Selain itu, Pemkab Nagan Raya saat ini juga tengah melakukan pendataan penerima bantuan jaminan hidup (jadup) tahap kedua bagi korban banjir.
“Pendataan sudah dilakukan dan telah diusulkan ke Kementerian Sosial,” katanya.
Ia menambahkan, pemerintah daerah juga akan mengawal proses pengusulan bantuan tersebut di Kementerian Sosial agar bantuan segera dapat disalurkan kepada masyarakat.
“Kita mengutus pejabat terkait untuk datang langsung ke Kementerian Sosial. Mudah-mudahan dapat membawa hasil positif sebagaimana yang diharapkan masyarakat,” tuturnya.
Sementara itu, salah satu warga Gampong Lamie, Marzuki Yakob, menyampaikan apresiasi kepada Bupati Nagan Raya dan jajaran Pemkab Nagan Raya yang telah hadir langsung mendengarkan aspirasi masyarakat korban banjir di Gampong Lamie dan Kuta Trieng.

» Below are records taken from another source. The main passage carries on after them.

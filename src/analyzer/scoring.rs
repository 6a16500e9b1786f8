//! Score calculation and lead classification

use super::signals::Deduction;
use serde::{Deserialize, Serialize};

/// Score every site starts from before deductions
pub const STARTING_SCORE: u32 = 100;

/// Sum the triggered deductions and clamp the result at zero.
pub fn final_score(deductions: &[Deduction]) -> u8 {
    let total: u32 = deductions.iter().map(|d| d.points).sum();
    STARTING_SCORE.saturating_sub(total) as u8
}

/// Score cut-offs for the two lead flags
#[derive(Debug, Clone, Copy, PartialEq, Eq, Serialize, Deserialize)]
#[serde(rename_all = "camelCase")]
pub struct LeadThresholds {
    /// Scores strictly below this need a redesign
    pub needs_redesign: u8,
    /// Scores strictly below this are hot leads
    pub hot_lead: u8,
}

impl Default for LeadThresholds {
    fn default() -> Self {
        Self {
            needs_redesign: 50,
            hot_lead: 30,
        }
    }
}

/// The two lead flags derived from a score
#[derive(Debug, Clone, Copy, PartialEq, Eq)]
pub struct LeadClass {
    pub needs_redesign: bool,
    pub is_hot_lead: bool,
}

impl LeadThresholds {
    /// Classify a score. A hot lead always also needs a redesign.
    pub fn classify(&self, score: u8) -> LeadClass {
        let needs_redesign = score < self.needs_redesign;
        LeadClass {
            needs_redesign,
            is_hot_lead: needs_redesign && score < self.hot_lead,
        }
    }
}
//! Batch driver: sequential, rate-limited analysis of a URL list

use super::engine::SiteAnalyzer;
use crate::fetcher::{normalize_url, PageFetcher};
use crate::AnalysisResult;
use chrono::Local;
use std::any::Any;
use std::convert::Infallible;
use std::panic::{self, AssertUnwindSafe};
use std::thread;
use std::time::Duration;

/// Runs a [`SiteAnalyzer`] over many URLs, one request in flight at a time
pub struct BatchDriver<'a, F: PageFetcher> {
    analyzer: &'a SiteAnalyzer<F>,
    delay: Duration,
}

impl<'a, F: PageFetcher> BatchDriver<'a, F> {
    pub fn new(analyzer: &'a SiteAnalyzer<F>, delay: Duration) -> Self {
        Self { analyzer, delay }
    }

    /// Analyze every URL in order. The output is index-aligned with `urls`.
    pub fn run(&self, urls: &[String]) -> Vec<AnalysisResult> {
        self.run_with(urls, |_, _| {})
    }

    /// Like [`run`](Self::run), calling `on_record` with each record's index as
    /// soon as it is produced.
    pub fn run_with<C>(&self, urls: &[String], mut on_record: C) -> Vec<AnalysisResult>
    where
        C: FnMut(usize, &AnalysisResult),
    {
        let outcome = self.try_run_with(urls, |i, record| {
            on_record(i, record);
            Ok::<(), Infallible>(())
        });
        match outcome {
            Ok(results) => results,
            Err(never) => match never {},
        }
    }

    /// Like [`run_with`](Self::run_with), but the first error from `on_record`
    /// stops the batch before the next URL is fetched.
    pub fn try_run_with<C, E>(
        &self,
        urls: &[String],
        mut on_record: C,
    ) -> Result<Vec<AnalysisResult>, E>
    where
        C: FnMut(usize, &AnalysisResult) -> Result<(), E>,
    {
        let total = urls.len();
        let mut results = Vec::with_capacity(total);

        for (i, url) in urls.iter().enumerate() {
            log::info!("Processing {}/{}: {}", i + 1, total, url);

            let record = self.analyze_contained(url);
            on_record(i, &record)?;
            results.push(record);

            if i + 1 < total && !self.delay.is_zero() {
                thread::sleep(self.delay);
            }
        }

        Ok(results)
    }

    /// A panic inside one analysis becomes that URL's error record.
    fn analyze_contained(&self, url: &str) -> AnalysisResult {
        match panic::catch_unwind(AssertUnwindSafe(|| self.analyzer.analyze(url))) {
            Ok(record) => record,
            Err(payload) => {
                let message = panic_message(payload.as_ref());
                log::warn!("analysis of {} panicked: {}", url, message);
                AnalysisResult::error(
                    normalize_url(url),
                    format!("Analysis error: {}", message),
                    Local::now().naive_local(),
                )
            }
        }
    }
}

fn panic_message(payload: &(dyn Any + Send)) -> String {
    if let Some(s) = payload.downcast_ref::<&str>() {
        (*s).to_string()
    } else if let Some(s) = payload.downcast_ref::<String>() {
        s.clone()
    } else {
        "unknown panic".to_string()
    }
}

“Saya menyampaikan apresiasi kepada Bapak Bupati TRK dan Pemerintah Kabupaten Nagan Raya yang hadir langsung mendengarkan aspirasi masyarakat korban banjir bandang,” ujarnya.
Ia menilai, kehadiran langsung pejabat pemerintah di tengah masyarakat membuat informasi terkait penyaluran bantuan menjadi lebih jelas dan tidak menimbulkan kesimpangsiuran.
“Dengan kedatangan langsung kepala dinas di tengah masyarakat, informasi yang disampaikan dapat didengar langsung oleh masyarakat sehingga tidak simpang siur,” demikian Marzuki.